══ Records supplied ══

//! Include trees: which relations to attach, and how to scope each one.

use indexmap::IndexMap;
use serde_json::Value as JsonValue;

use crate::error::{CoreError, CoreResult};
use crate::predicate::Filter;
use crate::projection::{OrderBy, Page, Select};
use crate::value::json_kind;

/// Relation field → how to fetch it.
#[derive(Debug, Clone, Default, PartialEq)]
pub struct Include(pub IndexMap<String, RelationQuery>);

/// Scope applied to one relation edge.
///
/// `filter` and `order_by` are pushed into the batched query; `page` is
/// applied per parent group once rows are grouped.
#[derive(Debug, Clone, Default, PartialEq)]
pub struct RelationQuery {
    pub filter: Filter,
    pub order_by: OrderBy,
    pub page: Page,
    pub select: Option<Select>,
    pub include: Include,
}

impl Include {
    pub fn new() -> Self {
        Self::default()
    }

    /// Includes a relation with no extra scope (`{ items: true }`).
    pub fn relation(self, field: impl Into<String>) -> Self {
        self.scoped(field, RelationQuery::default())
    }

    pub fn scoped(mut self, field: impl Into<String>, query: RelationQuery) -> Self {
        self.0.insert(field.into(), query);
        self
    }

    pub fn is_empty(&self) -> bool {
        self.0.is_empty()
    }

    pub fn iter(&self) -> impl Iterator<Item = (&str, &RelationQuery)> {
        self.0.iter().map(|(field, query)| (field.as_str(), query))
    }

    /// Levels of nesting; `{}` is 0, `{ items: true }` is 1.
    pub fn depth(&self) -> usize {
        self.0
            .values()
            .map(|query| 1 + query.include.depth())
            .max()
            .unwrap_or(0)
    }

    /// Fails with `IncludeTooDeep` when the tree nests past `max` levels.
    pub fn check_depth(&self, max: usize) -> CoreResult<()> {
        if self.depth() > max {
            return Err(CoreError::IncludeTooDeep { max });
        }
        Ok(())
    }

    /// Parses `{ items: true, customer: { where: …, include: … } }`.
    pub fn from_json(json: &JsonValue) -> CoreResult<Include> {
        let map = match json {
            JsonValue::Null => return Ok(Include::new()),
            JsonValue::Object(map) => map,
            other => {
                return Err(CoreError::invalid_query(format!(
                    "include must be an object, got {}",
                    json_kind(other)
                )))
            }
        };

        let mut include = Include::new();
        for (field, value) in map {
            match value {
                JsonValue::Bool(true) => include = include.relation(field.clone()),
                JsonValue::Bool(false) | JsonValue::Null => {}
                JsonValue::Object(_) => {
                    include = include.scoped(field.clone(), RelationQuery::from_json(value)?)
                }
                other => {
                    return Err(CoreError::invalid_query(format!(
                        "include.{field} must be a boolean or an object, got {}",
                        json_kind(other)
                    )))
                }
            }
        }
        Ok(include)
    }
}

impl RelationQuery {
    pub fn new() -> Self {
        Self::default()
    }

    pub fn filter(mut self, filter: Filter) -> Self {
        self.filter = filter;
        self
    }

    pub fn order_by(mut self, order_by: OrderBy) -> Self {
        self.order_by = order_by;
        self
    }

    pub fn take(mut self, take: u64) -> Self {
        self.page.take = Some(take);
        self
    }

    pub fn skip(mut self, skip: u64) -> Self {
        self.page.skip = Some(skip);
        self
    }

    pub fn select(mut self, select: Select) -> Self {
        self.select = Some(select);
        self
    }

    pub fn include(mut self, include: Include) -> Self {
        self.include = include;
        self
    }

    pub fn from_json(json: &JsonValue) -> CoreResult<RelationQuery> {
        let JsonValue::Object(map) = json else {
            return Ok(RelationQuery::default());
        };

        Ok(RelationQuery {
            filter: map.get("where").map(Filter::from_json).transpose()?.unwrap_or_default(),
            order_by: map.get("orderBy").map(OrderBy::from_json).transpose()?.unwrap_or_default(),
            page: Page::from_json_map(map)?,
            select: map.get("select").map(Select::from_json).transpose()?,
            include: map.get("include").map(Include::from_json).transpose()?.unwrap_or_default(),
        })
    }
}

#[cfg(test)]
mod tests {
    use super::*;
    use serde_json::json;

    #[test]
    fn test_from_json() {
        let include = Include::from_json(&json!({
            "customer": true,
            "refunds": false,
            "items": {
                "where": { "qty": { "gt": 0 } },
                "orderBy": { "id": "asc" },
                "take": 2,
                "include": { "product": true }
            }
        }))
        .unwrap();

        let fields: Vec<_> = include.iter().map(|(field, _)| field).collect();
        assert_eq!(fields, ["customer", "items"]);

        let items = &include.0["items"];
        assert_eq!(items.page.take, Some(2));
        assert_eq!(items.order_by.to_sql().unwrap(), "ORDER BY id ASC");
        assert_eq!(items.filter.translate().unwrap().sql, "qty > ?");
        assert_eq!(items.include.depth(), 1);
    }

    #[test]
    fn test_depth() {
        assert_eq!(Include::new().depth(), 0);

        let include = Include::new()
            .relation("customer")
            .scoped(
                "items",
                RelationQuery::new().include(Include::new().scoped(
                    "product",
                    RelationQuery::new().include(Include::new().relation("supplier")),
                )),
            );
        assert_eq!(include.depth(), 3);
        assert!(include.check_depth(3).is_ok());
        assert!(matches!(
            include.check_depth(2),
            Err(CoreError::IncludeTooDeep { max: 2 })
        ));
    }

    #[test]
    fn test_rejects_non_object() {
        assert!(Include::from_json(&json!(["items"])).is_err());
        assert!(Include::from_json(&json!({ "items": 1 })).is_err());
    }
}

═══

How to complete this task -
The required answer is each line of the entries containing the string "with".

Task result -
    /// Includes a relation with no extra scope (`{ items: true }`).
    /// Fails with `IncludeTooDeep` when the tree nests past `max` levels.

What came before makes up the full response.